It’s little surprise that Bush zeroed in on the Uber reference. For Republicans, the gig economy, also called the sharing economy, represents a fresh opportunity to make a familiar case against government regulation and for free markets to a newly receptive audience. Uber – which is either a ride-sharing service or an largely unregulated taxi, depending on your point of view – has argued that its drivers are more like contractors than traditional employees and aren’t subject to the same potentially burdensome regulations. The business stands as proof that innovation left free of government intervention will create jobs and expand the economy, the case goes.

This defense of the sharing economy is a chance for the GOP to reach a new generation of urban, young, educated voters – not a group that has been especially receptive to deregulation messages in the past.

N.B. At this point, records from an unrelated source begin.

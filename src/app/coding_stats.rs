use leptos::{html, prelude::*};

use super::reveal::{entrance_style, reveal_class, use_reveal, SectionHeader};
use crate::content::portfolio;
use crate::reveal::Entrance;

#[component]
pub fn CodingStats() -> impl IntoView {
    let widgets = &portfolio().widgets;
    let header_ref = NodeRef::<html::Div>::new();
    let in_view = use_reveal(header_ref);

    view! {
        <section id="stats" class="py-20 px-4 bg-gray-900/50">
            <div class="max-w-6xl mx-auto">
                <SectionHeader
                    target=header_ref
                    revealed=in_view
                    title="Coding Statistics"
                    subtitle="Live data from various competitive programming platforms showcasing consistent growth and achievements"
                    gradient="from-green-400 to-blue-400"
                />
                <div class="grid grid-cols-1 lg:grid-cols-2 gap-8">
                    <div
                        class=move || reveal_class(
                            in_view.get(),
                            Entrance::FromLeft,
                            "bg-gray-800/50 backdrop-blur-lg rounded-xl p-6 border border-gray-700 relative",
                        )
                        style=entrance_style(500)
                    >
                        <h3 class="text-xl font-bold text-white mb-6 flex items-center">
                            <span class="mr-2 text-purple-400">"</>"</span>
                            "Competitive Programming Profile"
                        </h3>
                        <div class="relative h-[500px]">
                            <iframe
                                src=widgets.profile_card.url.clone()
                                title=widgets.profile_card.title.clone()
                                class="w-full h-full rounded-lg border-0"
                            ></iframe>
                            <div class="scroll-hint absolute bottom-6 right-6 bg-gradient-to-r from-purple-600/80 to-blue-600/80 backdrop-blur-md rounded-xl px-4 py-3 pointer-events-none shadow-lg border border-purple-400/30">
                                <div class="flex items-center space-x-3 text-white">
                                    <span class="text-sm font-medium animate-pulse">
                                        "Scroll inside to explore"
                                    </span>
                                    <span class="animate-bounce">"⌄"</span>
                                </div>
                            </div>
                        </div>
                    </div>
                    <div
                        class=move || reveal_class(
                            in_view.get(),
                            Entrance::FromRight,
                            "bg-gray-800/50 backdrop-blur-lg rounded-xl p-6 border border-gray-700",
                        )
                        style=entrance_style(700)
                    >
                        <h3 class="text-xl font-bold text-white mb-6 flex items-center">
                            <span class="mr-2 text-green-400">"📈"</span>
                            "GitHub Statistics"
                        </h3>
                        <div class="space-y-4">
                            {widgets
                                .github
                                .iter()
                                .map(|w| {
                                    view! {
                                        <img src=w.url.clone() alt=w.title.clone() class="w-full rounded-lg" />
                                    }
                                })
                                .collect_view()}
                        </div>
                    </div>
                </div>
                <div
                    class=move || reveal_class(
                        in_view.get(),
                        Entrance::RiseFar,
                        "mt-8 bg-gray-800/50 backdrop-blur-lg rounded-xl p-6 border border-gray-700",
                    )
                    style=entrance_style(1300)
                >
                    <h3 class="text-xl font-bold text-white mb-6 flex items-center">
                        <span class="mr-2 text-purple-400">"📈"</span>
                        "Open Source Contributions & Activity"
                    </h3>
                    <div class="grid grid-cols-1 lg:grid-cols-2 gap-6">
                        {widgets
                            .activity
                            .iter()
                            .map(|w| {
                                view! {
                                    <div>
                                        <h4 class="text-lg font-semibold text-white mb-4">{w.title.clone()}</h4>
                                        <img src=w.url.clone() alt=w.title.clone() class="w-full rounded-lg" />
                                    </div>
                                }
                            })
                            .collect_view()}
                    </div>
                </div>
            </div>
        </section>
    }
}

For Democrats, the picture is more complicated. On one hand, the party’s own young, urban and educated wing is, at least for now, also the primary participant in the sharing economy. Prominent Democrats, most notably former White House advisor David Plouffe, have gone to work for Uber and other companies.

Democrats have pointed to the rise of freelancing and independent contracting as evidence for the need for government programs, in healthcare and child care, that partially take on the role once occupied by employers.

But the model also raises questions on issues paramount to other parts of the party. Labor and progressives are deeply skeptical about undoing decades of victories on workers’ rights, safety and benefits.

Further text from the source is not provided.